Copy all lines containing the string "decrement" from the records below.

=== Begin Enclosure ===

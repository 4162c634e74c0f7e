pub mod card;
pub mod confirmation;
pub mod format;
pub mod score;

pub use card::{CategoryRow, ReviewCard, TimingLabel};
pub use confirmation::{just_submitted, strip_submitted};
pub use format::{format_reviewer_name, relative_submitted};
pub use score::{mini_stars_string, overall_score, stars_string};
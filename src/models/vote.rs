use serde::{Deserialize, Serialize};

#[derive(Debug, Clone, Copy, Serialize, Deserialize, PartialEq, Eq)]
#[serde(rename_all = "lowercase")]
pub enum VoteChoice {
    Like,
    Dislike,
}

/// Helpful/unhelpful counters for one card. Lives only as long as the page view.
#[derive(Debug, Clone, Default, Serialize, Deserialize, PartialEq, Eq)]
#[serde(rename_all = "camelCase")]
pub struct VoteState {
    pub like: u32,
    pub dislike: u32,
    pub my_vote: Option<VoteChoice>,
}

impl VoteState {
    /// Choosing the current vote again clears it; choosing the other one moves it.
    pub fn toggle(&mut self, choice: VoteChoice) {
        if self.my_vote == Some(choice) {
            self.my_vote = None;
            self.decrement(choice);
            return;
        }

        if let Some(previous) = self.my_vote {
            self.decrement(previous);
        }

        self.my_vote = Some(choice);
        *self.counter(choice) += 1;
    }

    fn decrement(&mut self, choice: VoteChoice) {
        let count = self.counter(choice);
        *count = count.saturating_sub(1);
    }

    fn counter(&mut self, choice: VoteChoice) -> &mut u32 {
        match choice {
            VoteChoice::Like => &mut self.like,
            VoteChoice::Dislike => &mut self.dislike,
        }
    }
}
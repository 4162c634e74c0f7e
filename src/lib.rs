pub mod config;
pub mod db;
pub mod errors;
pub mod forms;
pub mod http;
mod middleware;
pub mod models;
pub mod pages;
pub mod reviews;
pub mod state;

use axum::{Router, middleware as axum_middleware};
use middleware::{cors_layer, create_rate_limiter, rate_limit_middleware};
use std::{net::SocketAddr, sync::Arc};
use tower_http::trace::TraceLayer;
use tracing_subscriber::EnvFilter;

use crate::{
    config::Config, db::SupabaseStore, errors::AppError, http::handlers::not_found_handler,
    state::AppState,
};

/// Every page and endpoint over `state`, without the per-IP and CORS layers.
pub fn app(state: AppState) -> Router {
    Router::new()
        .merge(http::create_http_routes(state))
        .fallback(not_found_handler)
        .layer(TraceLayer::new_for_http())
}

pub async fn start_server() -> Result<(), AppError> {
    tracing_subscriber::fmt()
        .with_env_filter(
            EnvFilter::try_from_default_env().unwrap_or_else(|_| EnvFilter::new("info")),
        )
        .init();

    let config = Config::from_env()?;

    let store = SupabaseStore::new(&config.supabase_url, &config.supabase_anon_key);
    let state = AppState::new(Arc::new(store)).with_reviews_limit(config.reviews_limit);

    let rate_limiter = create_rate_limiter(config.rate_limit_per_minute);

    let app = app(state)
        .layer(axum_middleware::from_fn(move |req, next| {
            rate_limit_middleware(rate_limiter.clone(), req, next)
        }))
        .layer(cors_layer(&config.allowed_origins));

    let listener = tokio::net::TcpListener::bind(format!("0.0.0.0:{}", config.port))
        .await
        .map_err(|e| AppError::ServerError(format!("Failed to bind port {}: {e}", config.port)))?;

    tracing::info!("Coach reviews running at http://127.0.0.1:{}", config.port);

    axum::serve(
        listener,
        app.into_make_service_with_connect_info::<SocketAddr>(),
    )
    .await
    .map_err(|e| AppError::ServerError(e.to_string()))
}
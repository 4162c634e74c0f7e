use async_trait::async_trait;
use reqwest::{Client, RequestBuilder, Response};
use serde::Deserialize;

use crate::{
    db::ReviewStore,
    errors::StoreError,
    models::{ReviewRecord, Table, review::REVIEW_COLUMNS},
};

/// PostgREST client for a Supabase project, built once at startup and shared
/// through `AppState`.
#[derive(Clone)]
pub struct SupabaseStore {
    http: Client,
    base_url: String,
    api_key: String,
}

#[derive(Debug, Deserialize)]
struct PostgrestError {
    message: Option<String>,
}

impl SupabaseStore {
    pub fn new(base_url: impl Into<String>, api_key: impl Into<String>) -> Self {
        Self::with_client(Client::new(), base_url, api_key)
    }

    pub fn with_client(
        http: Client,
        base_url: impl Into<String>,
        api_key: impl Into<String>,
    ) -> Self {
        let base_url = base_url.into().trim_end_matches('/').to_string();
        Self {
            http,
            base_url,
            api_key: api_key.into(),
        }
    }

    pub fn table_url(&self, table: Table) -> String {
        format!("{}/rest/v1/{}", self.base_url, table.name())
    }

    fn authorized(&self, request: RequestBuilder) -> RequestBuilder {
        request
            .header("apikey", &self.api_key)
            .bearer_auth(&self.api_key)
    }
}

/// Turns a non-2xx PostgREST response into a rejection carrying the store's
/// own message.
async fn check_status(res: Response) -> Result<Response, StoreError> {
    if res.status().is_success() {
        return Ok(res);
    }

    let status = res.status();
    let body = res.text().await.unwrap_or_default();
    Err(StoreError::Rejected(rejection_message(status.as_u16(), &body)))
}

pub fn rejection_message(status: u16, body: &str) -> String {
    match serde_json::from_str::<PostgrestError>(body) {
        Ok(PostgrestError { message: Some(msg) }) if !msg.is_empty() => msg,
        _ if !body.trim().is_empty() => body.trim().to_string(),
        _ => format!("Store responded with status {status}"),
    }
}

#[async_trait]
impl ReviewStore for SupabaseStore {
    async fn insert(&self, table: Table, row: serde_json::Value) -> Result<(), StoreError> {
        let url = self.table_url(table);
        tracing::debug!("Inserting row into {}", table.name());

        let res = self
            .authorized(self.http.post(&url))
            .header("Prefer", "return=minimal")
            .json(&[row])
            .send()
            .await?;

        check_status(res).await?;
        Ok(())
    }

    async fn list_reviews(&self, limit: usize) -> Result<Vec<ReviewRecord>, StoreError> {
        let url = self.table_url(Table::Reviews);
        let limit = limit.to_string();

        let res = self
            .authorized(self.http.get(&url))
            .query(&[
                ("select", REVIEW_COLUMNS),
                ("order", "created_at.desc"),
                ("limit", limit.as_str()),
            ])
            .send()
            .await?;

        let records = check_status(res)
            .await?
            .json::<Vec<ReviewRecord>>()
            .await
            .map_err(|e| StoreError::Decode(e.to_string()))?;

        Ok(records)
    }
}

#[cfg(test)]
mod tests {
    use super::*;

    #[test]
    fn table_urls_ignore_trailing_slash() {
        let store = SupabaseStore::new("https://example.supabase.co/", "key");
        assert_eq!(
            store.table_url(Table::Feedback),
            "https://example.supabase.co/rest/v1/feedback_form"
        );
    }

    #[test]
    fn rejection_prefers_store_message() {
        let body = r#"{"code":"23502","message":"null value in column \"club_name\"","details":null}"#;
        assert_eq!(
            rejection_message(400, body),
            "null value in column \"club_name\""
        );
        assert_eq!(rejection_message(503, "upstream down"), "upstream down");
        assert_eq!(rejection_message(500, ""), "Store responded with status 500");
    }
}
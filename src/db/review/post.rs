use serde::Serialize;

use crate::{db::ReviewStore, errors::StoreError, models::Table};

/// Serializes `row` and inserts it as a single-row request.
pub async fn insert_row<T: Serialize>(
    store: &dyn ReviewStore,
    table: Table,
    row: &T,
) -> Result<(), StoreError> {
    let json = serde_json::to_value(row).map_err(|e| StoreError::Decode(e.to_string()))?;

    store.insert(table, json).await?;

    tracing::info!("Inserted row into {}", table.name());
    Ok(())
}
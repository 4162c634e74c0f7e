#[tokio::main]
async fn main() {
    if let Err(e) = coach_reviews::start_server().await {
        tracing::error!("Server stopped: {}", e);
        std::process::exit(1);
    }
}
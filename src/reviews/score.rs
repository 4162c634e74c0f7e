pub const FILLED_STAR: char = '★';
pub const EMPTY_STAR: char = '☆';
pub const NO_SCORE: &str = "—";

/// Rounds to the nearest integer with halves going up (`2.5 -> 3`, `-2.5 -> -2`).
pub fn round_half_up(value: f64) -> f64 {
    (value + 0.5).floor()
}

/// Mean of the present, finite ratings rounded to one decimal place.
/// Returns `None` when nothing usable remains.
pub fn overall_score(ratings: &[Option<f64>]) -> Option<f64> {
    let valid: Vec<f64> = ratings
        .iter()
        .flatten()
        .copied()
        .filter(|r| r.is_finite())
        .collect();

    if valid.is_empty() {
        return None;
    }

    let mean = valid.iter().sum::<f64>() / valid.len() as f64;
    Some(round_half_up(mean * 10.0) / 10.0)
}

/// Five glyphs for an overall score; the score is rounded before filling.
pub fn stars_string(score: Option<f64>) -> String {
    let full = match score {
        Some(s) if s.is_finite() => round_half_up(s),
        _ => return EMPTY_STAR.to_string().repeat(5),
    };
    (1..=5)
        .map(|i| if f64::from(i) <= full { FILLED_STAR } else { EMPTY_STAR })
        .collect()
}

/// Five glyphs for a single category rating, compared against the raw value.
pub fn mini_stars_string(rating: Option<f64>) -> String {
    let rating = match rating {
        Some(r) if r.is_finite() && r != 0.0 => r,
        _ => return EMPTY_STAR.to_string().repeat(5),
    };
    (1..=5)
        .map(|i| if f64::from(i) <= rating { FILLED_STAR } else { EMPTY_STAR })
        .collect()
}

/// One-decimal display of a score, or the placeholder dash.
pub fn format_score(score: Option<f64>) -> String {
    match score {
        Some(s) if s.is_finite() => format!("{s:.1}"),
        _ => NO_SCORE.to_string(),
    }
}

/// Category ratings of zero show the placeholder, like missing ones.
pub fn format_rating(rating: Option<f64>) -> String {
    match rating {
        Some(r) if r != 0.0 => format_score(Some(r)),
        _ => NO_SCORE.to_string(),
    }
}
use serde::Deserialize;
use uuid::Uuid;

use crate::{
    forms::{
        fields::{optional, required},
        submission::FormSubmission,
    },
    models::{NewFeedback, Table},
};

pub const MISSING_FEEDBACK_FIELDS: &str = "Please fill out the required fields.";

#[derive(Debug, Clone, Default, Deserialize, PartialEq)]
#[serde(default)]
pub struct FeedbackForm {
    #[serde(rename = "ratingCriteria")]
    pub rating_criteria: String,
    #[serde(rename = "featureIdeas")]
    pub feature_ideas: String,
    #[serde(rename = "generalFeedback")]
    pub general_feedback: String,
    #[serde(rename = "feedbackEmail")]
    pub feedback_email: String,
    #[serde(rename = "submissionToken")]
    pub submission_token: String,
}

impl FeedbackForm {
    pub fn token(&self) -> Option<Uuid> {
        Uuid::parse_str(self.submission_token.trim()).ok()
    }
}

impl FormSubmission for FeedbackForm {
    type Row = NewFeedback;

    const TABLE: Table = Table::Feedback;
    const CONFIRMATION_PATH: &'static str = "/thankyou_feedback";

    fn validate(&self) -> Result<NewFeedback, String> {
        Ok(NewFeedback {
            criteria: required(&self.rating_criteria, MISSING_FEEDBACK_FIELDS)?,
            features: required(&self.feature_ideas, MISSING_FEEDBACK_FIELDS)?,
            other: optional(&self.general_feedback),
            email: optional(&self.feedback_email),
        })
    }
}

=== End Enclosure ===

Problem solution -
            self.decrement(choice);
            self.decrement(previous);
    fn decrement(&mut self, choice: VoteChoice) {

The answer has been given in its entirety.